Figure 1 (A). Overview of AI applications in medical education.
Methods
Search Strategy and Information Sources
We conducted a structured narrative review of studies published from January 2022 to August 2025, focusing on large language models (LLMs) such as ChatGPT in medical education. Searches were performed in PubMed/MEDLINE, Scopus, Web of Science, and Google Scholar. The search strategy combined MeSH terms and free-text keywords:
- (“ChatGPT” OR “large language model” OR “GPT-4” OR “GPT-3.5”)AND
- (“medical education” OR “health professions education” OR “clinical training” OR “assessment” OR “learning outcomes” OR “simulation” OR “academic writing”)
Reference lists of included studies and relevant reviews were manually checked to identify additional eligible articles. Preprints were excluded unless subsequently published in peer-reviewed journals.
Eligibility Criteria
We included original studies—randomized trials, quasi-experimental, observational, or mixed-methods—and systematic reviews examining ChatGPT or other LLMs in medical or health professions education. Studies without an educational focus (e.g., purely technical AI papers) were excluded, as were commentaries or editorials.

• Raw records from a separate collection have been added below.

//! Error types for the Veridoc engine
//!
//! Provides:
//! - Distinct error types for each failure mode of ingest/query
//! - Machine-readable error kinds with stable numeric codes
//! - A retryability classification used by the backoff layer

use serde::{Deserialize, Serialize};
use thiserror::Error;

/// Result type alias using EngineError
pub type Result<T> = std::result::Result<T, EngineError>;

/// Error kinds for machine-readable error identification
#[derive(Debug, Clone, Copy, Serialize, Deserialize, PartialEq, Eq)]
#[serde(rename_all = "SCREAMING_SNAKE_CASE")]
pub enum ErrorKind {
    // Validation errors (1xxx)
    ValidationError,
    MissingField,

    // Ingestion errors (2xxx)
    IngestionError,
    DocumentNotFound,

    // Index errors (3xxx)
    IndexUnavailable,
    EmbeddingError,

    // Generation errors (4xxx)
    GenerationError,

    // Lifecycle (5xxx)
    Cancelled,

    // Internal errors (9xxx)
    InternalError,
    ConfigurationError,
    SerializationError,
    UpstreamError,
}

impl ErrorKind {
    /// Get the numeric code for this error
    pub fn as_code(&self) -> u16 {
        match self {
            // Validation (1xxx)
            ErrorKind::ValidationError => 1001,
            ErrorKind::MissingField => 1002,

            // Ingestion (2xxx)
            ErrorKind::IngestionError => 2001,
            ErrorKind::DocumentNotFound => 2002,

            // Index (3xxx)
            ErrorKind::IndexUnavailable => 3001,
            ErrorKind::EmbeddingError => 3002,

            // Generation (4xxx)
            ErrorKind::GenerationError => 4001,

            // Lifecycle (5xxx)
            ErrorKind::Cancelled => 5001,

            // Internal (9xxx)
            ErrorKind::InternalError => 9001,
            ErrorKind::ConfigurationError => 9002,
            ErrorKind::SerializationError => 9003,
            ErrorKind::UpstreamError => 9004,
        }
    }
}

/// Engine error types
#[derive(Error, Debug)]
pub enum EngineError {
    // Validation errors
    #[error("Validation failed: {message}")]
    Validation {
        message: String,
        field: Option<String>,
    },

    #[error("Required field missing: {field}")]
    MissingField { field: String },

    // Ingestion errors
    #[error("Ingestion rejected: {message}")]
    Ingestion { message: String },

    #[error("Document not found: {id}")]
    DocumentNotFound { id: String },

    // Index errors
    #[error("{index} index unavailable: {message}")]
    IndexUnavailable { index: String, message: String },

    #[error("Embedding service error: {message}")]
    Embedding { message: String },

    // Generation errors (LLM or audit call, after retries)
    #[error("Generation failed: {message}")]
    Generation { message: String },

    // Lifecycle
    #[error("Query cancelled")]
    Cancelled,

    // Internal errors
    #[error("Internal error: {message}")]
    Internal { message: String },

    #[error("Configuration error: {message}")]
    Configuration { message: String },

    #[error("Serialization error: {0}")]
    Serialization(#[from] serde_json::Error),

    #[error("HTTP client error: {0}")]
    HttpClient(#[from] reqwest::Error),

    // Generic
    #[error("{0}")]
    Other(#[from] anyhow::Error),
}

impl EngineError {
    /// Get the error kind for this error
    pub fn kind(&self) -> ErrorKind {
        match self {
            EngineError::Validation { .. } => ErrorKind::ValidationError,
            EngineError::MissingField { .. } => ErrorKind::MissingField,
            EngineError::Ingestion { .. } => ErrorKind::IngestionError,
            EngineError::DocumentNotFound { .. } => ErrorKind::DocumentNotFound,
            EngineError::IndexUnavailable { .. } => ErrorKind::IndexUnavailable,
            EngineError::Embedding { .. } => ErrorKind::EmbeddingError,
            EngineError::Generation { .. } => ErrorKind::GenerationError,
            EngineError::Cancelled => ErrorKind::Cancelled,
            EngineError::Internal { .. } => ErrorKind::InternalError,
            EngineError::Configuration { .. } => ErrorKind::ConfigurationError,
            EngineError::Serialization(_) => ErrorKind::SerializationError,
            EngineError::HttpClient(_) => ErrorKind::UpstreamError,
            EngineError::Other(_) => ErrorKind::InternalError,
        }
    }

    /// Whether the failure is transient and worth retrying with backoff.
    ///
    /// Validation and ingestion rejections are permanent; index and
    /// upstream transport failures may clear on retry.
    pub fn is_transient(&self) -> bool {
        matches!(
            self,
            EngineError::IndexUnavailable { .. }
                | EngineError::Embedding { .. }
                | EngineError::HttpClient(_)
        )
    }
}

impl From<std::io::Error> for EngineError {
    fn from(err: std::io::Error) -> Self {
        EngineError::Internal {
            message: err.to_string(),
        }
    }
}

/// Structured error payload returned to callers
#[derive(Debug, Serialize, Deserialize)]
pub struct ErrorResponse {
    pub kind: ErrorKind,
    pub code: u16,
    pub message: String,
}

impl From<&EngineError> for ErrorResponse {
    fn from(err: &EngineError) -> Self {
        let kind = err.kind();
        Self {
            kind,
            code: kind.as_code(),
            message: err.to_string(),
        }
    }
}

#[cfg(test)]
mod tests {
    use super::*;

    #[test]
    fn test_error_kind_mapping() {
        let err = EngineError::Ingestion {
            message: "empty text".into(),
        };
        assert_eq!(err.kind(), ErrorKind::IngestionError);
        assert_eq!(err.kind().as_code(), 2001);
        assert!(!err.is_transient());
    }

    #[test]
    fn test_transient_classification() {
        let err = EngineError::IndexUnavailable {
            index: "vector".into(),
            message: "connection refused".into(),
        };
        assert!(err.is_transient());

        let err = EngineError::Validation {
            message: "fusion_weight out of range".into(),
            field: Some("fusion_weight".into()),
        };
        assert!(!err.is_transient());
    }

    #[test]
    fn test_error_response_payload() {
        let err = EngineError::Generation {
            message: "model timed out".into(),
        };
        let payload = ErrorResponse::from(&err);
        assert_eq!(payload.code, 4001);
        assert!(payload.message.contains("model timed out"));
    }
}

Study Selection and Data Extraction
Selection and extraction were performed by the author, assisted by AI tools. Extracted data included study design, participant characteristics, educational domain, intervention and comparator (if applicable), outcomes, and main findings. Figure 1(B) presents a flow diagram of study identification, screening, eligibility, and inclusion, summarizing the selection process for the included literature.
Figure 1 (B). Flow diagram of study identification, screening, eligibility, and inclusion.

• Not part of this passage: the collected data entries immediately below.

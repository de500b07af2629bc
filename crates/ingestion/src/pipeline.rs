//! Ingestion pipeline
//!
//! Validate, chunk, embed, and write each chunk to both indices.
//! Writes of one chunk are all-or-nothing: a failed keyword upsert
//! rolls back that chunk's vector write. Ingest and delete of the same
//! document id are serialized through the store's per-document lock;
//! unrelated documents proceed concurrently.

use crate::chunker::chunk_document;
use metrics::counter;
use serde::{Deserialize, Serialize};
use std::collections::HashSet;
use std::sync::Arc;
use std::time::Duration;
use tracing::{info, instrument, warn};
use uuid::Uuid;
use veridoc_common::capabilities::Embedder;
use veridoc_common::config::ChunkingConfig;
use veridoc_common::errors::{EngineError, Result};
use veridoc_common::index::{KeywordIndex, VectorIndex};
use veridoc_common::store::{DocumentStore, ParentDocument};

/// Attempts per index write before the failure surfaces
const INDEX_WRITE_ATTEMPTS: u32 = 3;

/// Retry transient index failures with exponential delay.
///
/// Permanent failures surface immediately; transient ones get
/// `INDEX_WRITE_ATTEMPTS` tries total.
async fn with_index_retries<T, F, Fut>(what: &str, mut op: F) -> Result<T>
where
    F: FnMut() -> Fut,
    Fut: std::future::Future<Output = Result<T>>,
{
    let mut last_error = None;

    for attempt in 0..INDEX_WRITE_ATTEMPTS {
        if attempt > 0 {
            let delay = Duration::from_millis(100 * (1 << attempt));
            tokio::time::sleep(delay).await;
        }

        match op().await {
            Ok(value) => return Ok(value),
            Err(e) if e.is_transient() => {
                warn!(
                    what,
                    attempt = attempt + 1,
                    max_attempts = INDEX_WRITE_ATTEMPTS,
                    error = %e,
                    "Index write failed, retrying"
                );
                last_error = Some(e);
            }
            Err(e) => return Err(e),
        }
    }

    Err(last_error.unwrap_or_else(|| EngineError::Internal {
        message: format!("{} failed with no recorded error", what),
    }))
}

/// Outcome of a successful ingest
#[derive(Debug, Clone, Serialize, Deserialize)]
pub struct IngestReceipt {
    pub parent_id: Uuid,
    pub chunk_ids: Vec<Uuid>,
}

/// Ingestion pipeline
pub struct IngestionPipeline {
    store: Arc<DocumentStore>,
    vector: Arc<dyn VectorIndex>,
    keyword: Arc<dyn KeywordIndex>,
    embedder: Arc<dyn Embedder>,
    config: ChunkingConfig,
}

impl IngestionPipeline {
    pub fn new(
        store: Arc<DocumentStore>,
        vector: Arc<dyn VectorIndex>,
        keyword: Arc<dyn KeywordIndex>,
        embedder: Arc<dyn Embedder>,
        config: ChunkingConfig,
    ) -> Self {
        Self {
            store,
            vector,
            keyword,
            embedder,
            config,
        }
    }

    /// Chunk a document and write it to the store and both indices.
    ///
    /// Re-ingesting the same document id replaces the prior generation:
    /// chunk ids are deterministic, so unchanged chunks are upserts and
    /// stale ids from a previous chunking are removed from the indices.
    #[instrument(skip(self, document), fields(parent_id = %document.id, source = %document.source_name))]
    pub async fn ingest(&self, document: ParentDocument) -> Result<IngestReceipt> {
        let chunks = chunk_document(&document, self.config.chunk_size, self.config.chunk_overlap)?;

        let lock = self.store.document_lock(document.id);
        let _guard = lock.lock().await;

        let stale_ids: Vec<Uuid> = {
            let new_ids: HashSet<Uuid> = chunks.iter().map(|c| c.id).collect();
            self.store
                .chunk_ids_of(document.id)
                .into_iter()
                .filter(|id| !new_ids.contains(id))
                .collect()
        };

        let texts: Vec<String> = chunks.iter().map(|c| c.text.clone()).collect();
        let embeddings = self.embedder.embed_batch(&texts).await?;

        for (chunk, embedding) in chunks.iter().zip(embeddings) {
            with_index_retries("vector upsert", || {
                self.vector.upsert(chunk.id, embedding.clone())
            })
            .await?;
            if let Err(e) =
                with_index_retries("keyword upsert", || self.keyword.upsert(chunk.id, &chunk.text))
                    .await
            {
                // Keep the chunk all-or-nothing across both indices
                let _ = self.vector.delete(chunk.id).await;
                return Err(e);
            }
        }

        for stale in &stale_ids {
            with_index_retries("vector delete", || self.vector.delete(*stale)).await?;
            with_index_retries("keyword delete", || self.keyword.delete(*stale)).await?;
        }

        let receipt = IngestReceipt {
            parent_id: document.id,
            chunk_ids: chunks.iter().map(|c| c.id).collect(),
        };
        self.store.insert_document(document, chunks);

        counter!("veridoc_ingest_documents_total").increment(1);
        counter!("veridoc_ingest_chunks_total").increment(receipt.chunk_ids.len() as u64);
        info!(chunk_count = receipt.chunk_ids.len(), "Document ingested");

        Ok(receipt)
    }

    /// Remove a document and all its chunks from the store and indices.
    ///
    /// The store entry goes first, so queries stop surfacing the chunks
    /// even while index deletes are still in flight.
    #[instrument(skip(self))]
    pub async fn delete(&self, parent_id: Uuid) -> Result<()> {
        let lock = self.store.document_lock(parent_id);
        let _guard = lock.lock().await;

        let chunk_ids =
            self.store
                .remove_document(parent_id)
                .ok_or_else(|| EngineError::DocumentNotFound {
                    id: parent_id.to_string(),
                })?;

        for chunk_id in &chunk_ids {
            with_index_retries("vector delete", || self.vector.delete(*chunk_id)).await?;
            with_index_retries("keyword delete", || self.keyword.delete(*chunk_id)).await?;
        }

        info!(chunk_count = chunk_ids.len(), "Document deleted");
        Ok(())
    }
}
//! In-memory reference indices
//!
//! Process-local implementations of the index seams: a cosine-similarity
//! vector store and a BM25 keyword index. Suitable for tests and small
//! local corpora; production deployments plug in external stores.

use async_trait::async_trait;
use std::collections::HashMap;
use std::sync::RwLock;
use uuid::Uuid;
use veridoc_common::errors::Result;
use veridoc_common::index::{IndexHit, KeywordIndex, VectorIndex};

/// Cosine-similarity vector store
#[derive(Default)]
pub struct InMemoryVectorIndex {
    entries: RwLock<Vec<(Uuid, Vec<f32>)>>,
}

impl InMemoryVectorIndex {
    pub fn new() -> Self {
        Self::default()
    }

    pub fn len(&self) -> usize {
        self.entries.read().expect("vector index read").len()
    }

    pub fn is_empty(&self) -> bool {
        self.len() == 0
    }
}

fn cosine_similarity(a: &[f32], b: &[f32]) -> f32 {
    if a.len() != b.len() {
        return 0.0;
    }
    let dot: f32 = a.iter().zip(b).map(|(x, y)| x * y).sum();
    let norm_a: f32 = a.iter().map(|x| x * x).sum::<f32>().sqrt();
    let norm_b: f32 = b.iter().map(|x| x * x).sum::<f32>().sqrt();
    if norm_a == 0.0 || norm_b == 0.0 {
        return 0.0;
    }
    dot / (norm_a * norm_b)
}

#[async_trait]
impl VectorIndex for InMemoryVectorIndex {
    async fn query(&self, embedding: &[f32], k: usize) -> Result<Vec<IndexHit>> {
        let entries = self.entries.read().expect("vector index read");

        let mut hits: Vec<IndexHit> = entries
            .iter()
            .map(|(chunk_id, stored)| IndexHit {
                chunk_id: *chunk_id,
                score: cosine_similarity(embedding, stored),
            })
            .collect();

        // Stable sort: insertion order breaks score ties
        hits.sort_by(|a, b| {
            b.score
                .partial_cmp(&a.score)
                .unwrap_or(std::cmp::Ordering::Equal)
        });
        hits.truncate(k);
        Ok(hits)
    }

    async fn upsert(&self, chunk_id: Uuid, embedding: Vec<f32>) -> Result<()> {
        let mut entries = self.entries.write().expect("vector index write");
        match entries.iter_mut().find(|(id, _)| *id == chunk_id) {
            Some(entry) => entry.1 = embedding,
            None => entries.push((chunk_id, embedding)),
        }
        Ok(())
    }

    async fn delete(&self, chunk_id: Uuid) -> Result<()> {
        let mut entries = self.entries.write().expect("vector index write");
        entries.retain(|(id, _)| *id != chunk_id);
        Ok(())
    }
}

/// BM25 parameters (standard Okapi values)
const BM25_K1: f32 = 1.2;
const BM25_B: f32 = 0.75;

struct KeywordEntry {
    chunk_id: Uuid,
    term_counts: HashMap<String, usize>,
    token_count: usize,
}

/// BM25 keyword index
#[derive(Default)]
pub struct InMemoryKeywordIndex {
    entries: RwLock<Vec<KeywordEntry>>,
}

fn tokenize(text: &str) -> Vec<String> {
    text.to_lowercase()
        .split(|c: char| !c.is_alphanumeric())
        .filter(|t| !t.is_empty())
        .map(|t| t.to_string())
        .collect()
}

impl InMemoryKeywordIndex {
    pub fn new() -> Self {
        Self::default()
    }

    pub fn len(&self) -> usize {
        self.entries.read().expect("keyword index read").len()
    }

    pub fn is_empty(&self) -> bool {
        self.len() == 0
    }
}

#[async_trait]
impl KeywordIndex for InMemoryKeywordIndex {
    async fn query(&self, text: &str, k: usize) -> Result<Vec<IndexHit>> {
        let query_terms = tokenize(text);
        if query_terms.is_empty() {
            return Ok(Vec::new());
        }

        let entries = self.entries.read().expect("keyword index read");
        let doc_count = entries.len();
        if doc_count == 0 {
            return Ok(Vec::new());
        }

        let avg_len = entries.iter().map(|e| e.token_count).sum::<usize>() as f32
            / doc_count as f32;

        // Document frequency per query term
        let mut df: HashMap<&str, usize> = HashMap::new();
        for term in &query_terms {
            let n = entries
                .iter()
                .filter(|e| e.term_counts.contains_key(term))
                .count();
            df.insert(term.as_str(), n);
        }

        let mut hits: Vec<IndexHit> = entries
            .iter()
            .filter_map(|entry| {
                let mut score = 0.0f32;
                for term in &query_terms {
                    let tf = *entry.term_counts.get(term).unwrap_or(&0) as f32;
                    if tf == 0.0 {
                        continue;
                    }
                    let n = df[term.as_str()] as f32;
                    let idf = ((doc_count as f32 - n + 0.5) / (n + 0.5) + 1.0).ln();
                    let len_norm =
                        1.0 - BM25_B + BM25_B * entry.token_count as f32 / avg_len;
                    score += idf * tf * (BM25_K1 + 1.0) / (tf + BM25_K1 * len_norm);
                }
                (score > 0.0).then(|| IndexHit {
                    chunk_id: entry.chunk_id,
                    score,
                })
            })
            .collect();

        hits.sort_by(|a, b| {
            b.score
                .partial_cmp(&a.score)
                .unwrap_or(std::cmp::Ordering::Equal)
        });
        hits.truncate(k);
        Ok(hits)
    }

    async fn upsert(&self, chunk_id: Uuid, text: &str) -> Result<()> {
        let tokens = tokenize(text);
        let token_count = tokens.len();
        let mut term_counts: HashMap<String, usize> = HashMap::new();
        for token in tokens {
            *term_counts.entry(token).or_insert(0) += 1;
        }

        let entry = KeywordEntry {
            chunk_id,
            term_counts,
            token_count,
        };

        let mut entries = self.entries.write().expect("keyword index write");
        match entries.iter_mut().find(|e| e.chunk_id == chunk_id) {
            Some(existing) => *existing = entry,
            None => entries.push(entry),
        }
        Ok(())
    }

    async fn delete(&self, chunk_id: Uuid) -> Result<()> {
        let mut entries = self.entries.write().expect("keyword index write");
        entries.retain(|e| e.chunk_id != chunk_id);
        Ok(())
    }
}
//! External capability seams
//!
//! Everything the engine consumes but does not implement lives behind
//! these traits: embedding, generation, intent classification, answer
//! auditing, cross-encoder scoring, and PII masking. Implementations:
//! - `ollama`: HTTP-backed client for a local Ollama server
//! - `mock`: deterministic in-process doubles for tests

pub mod mock;
pub mod ollama;

use crate::errors::Result;
use async_trait::async_trait;
use serde::{Deserialize, Serialize};

/// Outcome of the planning classification
#[derive(Debug, Clone, Copy, Serialize, Deserialize, PartialEq, Eq)]
#[serde(rename_all = "snake_case")]
pub enum QueryIntent {
    /// The query needs document retrieval
    NeedsSearch,
    /// The query can be answered without retrieval
    DirectAnswer,
}

/// Verdict produced by the audit capability
#[derive(Debug, Clone, Serialize, Deserialize)]
pub struct AuditVerdict {
    /// How well the draft is supported by the context (0.0 - 1.0)
    pub confidence: f32,

    /// Optional reformulation to try on the next search pass
    pub refined_query: Option<String>,
}

/// One unit of generation context, numbered for citation markers
#[derive(Debug, Clone, Serialize, Deserialize)]
pub struct ContextBlock {
    /// 1-based ordinal, referenced by `[n]` markers in the answer
    pub ordinal: usize,

    /// Source document name
    pub source_name: String,

    /// Expanded parent excerpt handed to the model
    pub text: String,
}

/// Result of masking PII in a text
#[derive(Debug, Clone)]
pub struct MaskedText {
    pub text: String,
    pub entities_masked: usize,
}

/// Trait for embedding generation
#[async_trait]
pub trait Embedder: Send + Sync {
    /// Generate embedding for a single text
    async fn embed(&self, text: &str) -> Result<Vec<f32>>;

    /// Generate embeddings for multiple texts (batch)
    async fn embed_batch(&self, texts: &[String]) -> Result<Vec<Vec<f32>>>;

    /// Get the model name
    fn model_name(&self) -> &str;

    /// Get the embedding dimension
    fn dimension(&self) -> usize;
}

/// Decides whether a query needs retrieval or a direct answer
#[async_trait]
pub trait IntentClassifier: Send + Sync {
    async fn classify(&self, query: &str) -> Result<QueryIntent>;
}

/// Generates an answer from a query and numbered context blocks
#[async_trait]
pub trait LanguageModel: Send + Sync {
    async fn generate(&self, query: &str, context: &[ContextBlock]) -> Result<String>;
}

/// Fact-checks a draft answer against the context it was generated from
#[async_trait]
pub trait AnswerAuditor: Send + Sync {
    async fn audit(&self, draft_answer: &str, context: &[ContextBlock]) -> Result<AuditVerdict>;
}

/// Scores a (query, candidate text) pair jointly
#[async_trait]
pub trait CrossEncoder: Send + Sync {
    async fn score(&self, query: &str, text: &str) -> Result<f32>;
}

/// Masks personally identifiable information in a text.
///
/// The engine treats text as opaque; masking happens at the boundary
/// and the counts are recorded on the session context.
pub trait PiiMasker: Send + Sync {
    fn mask(&self, text: &str) -> MaskedText;
}

#[cfg(test)]
mod tests {
    use super::*;

    #[test]
    fn test_intent_serde_shape() {
        let json = serde_json::to_string(&QueryIntent::NeedsSearch).unwrap();
        assert_eq!(json, "\"needs_search\"");
    }

    #[test]
    fn test_audit_verdict_roundtrip() {
        let verdict = AuditVerdict {
            confidence: 0.75,
            refined_query: Some("refined".into()),
        };
        let json = serde_json::to_string(&verdict).unwrap();
        let back: AuditVerdict = serde_json::from_str(&json).unwrap();
        assert!((back.confidence - 0.75).abs() < f32::EPSILON);
        assert_eq!(back.refined_query.as_deref(), Some("refined"));
    }
}
//! Index adapter seams
//!
//! The vector and keyword indices are owned externally; the engine only
//! calls query/upsert/delete. Reference in-memory implementations live
//! in `veridoc-retrieval::memory`.

use crate::errors::Result;
use async_trait::async_trait;
use serde::{Deserialize, Serialize};
use uuid::Uuid;

/// A single index match
#[derive(Debug, Clone, Serialize, Deserialize)]
pub struct IndexHit {
    pub chunk_id: Uuid,
    pub score: f32,
}

/// Embedding similarity store
#[async_trait]
pub trait VectorIndex: Send + Sync {
    /// Top-k chunks by embedding similarity
    async fn query(&self, embedding: &[f32], k: usize) -> Result<Vec<IndexHit>>;

    /// Insert or replace a chunk embedding
    async fn upsert(&self, chunk_id: Uuid, embedding: Vec<f32>) -> Result<()>;

    /// Remove a chunk embedding
    async fn delete(&self, chunk_id: Uuid) -> Result<()>;
}

/// Term-relevance index
#[async_trait]
pub trait KeywordIndex: Send + Sync {
    /// Top-k chunks by term relevance
    async fn query(&self, text: &str, k: usize) -> Result<Vec<IndexHit>>;

    /// Insert or replace a chunk's indexed text
    async fn upsert(&self, chunk_id: Uuid, text: &str) -> Result<()>;

    /// Remove a chunk from the index
    async fn delete(&self, chunk_id: Uuid) -> Result<()>;
}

Study Selection and Data Extraction
Characteristics of included studies are summarized in Table 1
Selection and extraction were performed by the author, assisted by AI tools. Extracted data included study design, participant characteristics, educational domain, intervention and comparator (if applicable), outcomes, and main findings.

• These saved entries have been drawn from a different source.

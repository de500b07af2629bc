//! Veridoc Common Library
//!
//! Shared code for the Veridoc engine crates including:
//! - Error types and handling
//! - Configuration management
//! - External capability seams (embedding, LLM, audit, PII masking)
//! - Index adapter traits
//! - The in-process document store
//! - Session context and metrics

pub mod capabilities;
pub mod config;
pub mod errors;
pub mod index;
pub mod metrics;
pub mod session;
pub mod store;

// Re-export commonly used types
pub use capabilities::{AuditVerdict, ContextBlock, QueryIntent};
pub use config::EngineConfig;
pub use errors::{EngineError, Result};
pub use index::{IndexHit, KeywordIndex, VectorIndex};
pub use store::{Chunk, DocumentStore, ParentDocument};

/// Library version
pub const VERSION: &str = env!("CARGO_PKG_VERSION");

Risk of Bias and Quality Assessment
Non-randomized studies were evaluated using ROBINS-I, while RCTs were assessed with RoB-2. Evidence certainty across domains was rated according to the GRADE framework, considering study limitations, consistency, directness, precision, and potential publication bias. Risk of bias assessments for all included studies are presented in Table 2.
Results
Knowledge Assessment
Adaptive AI-driven assessment platforms can adjust difficulty based on learner performance. Several studies report that natural language processing algorithms can reliably grade short-answer and essay questions, often matching human evaluators while saving faculty time [1,2,3,4,5,6]. Performance varies by topic, item type, and language, highlighting the need for careful validation.
Clinical Skills
Procedural skills training has benefited from AI-supported feedback using computer vision and motion tracking. Students receiving AI-guided real-time feedback generally acquire technical skills faster and demonstrate better psychomotor precision. Some systems incorporate physiological monitoring to further tailor feedback [7, 8].
Simulation
AI-enhanced simulations can generate patient scenarios that adapt dynamically to learner decisions, improving realism and engagement. Small RCTs suggest that students using AI-driven virtual patients perform better in clinical reasoning tasks than those using traditional manikins [8].
Academic Writing
LLMs are increasingly adopted to assist medical students in drafting assignments and scientific writing. While these tools can enhance efficiency and clarity, there are concerns about over-reliance, factual inaccuracies, and plagiarism. Supervision and guidance remain critical [9].
Retention and Learning
Evidence suggests that AI-powered adaptive learning systems improve knowledge retention and exam performance by providing tailored revision schedules. Spaced-repetition algorithms, in particular, show promise in anatomy and pharmacology education [2, 6].
Ethical and Practical Considerations
AI adoption raises ethical and professional concerns. Bias in AI datasets may perpetuate inequities, and excessive reliance on automated systems could deskill students or reduce autonomy. Transparent reporting, faculty oversight, and explicit policies are necessary to mitigate these risks [3, 9]. The quality of evidence across domains is summarized in Table 3. Figure 1(C) illustrates a graphical abstract summarizing the main domains of AI in medical education and their interrelationships.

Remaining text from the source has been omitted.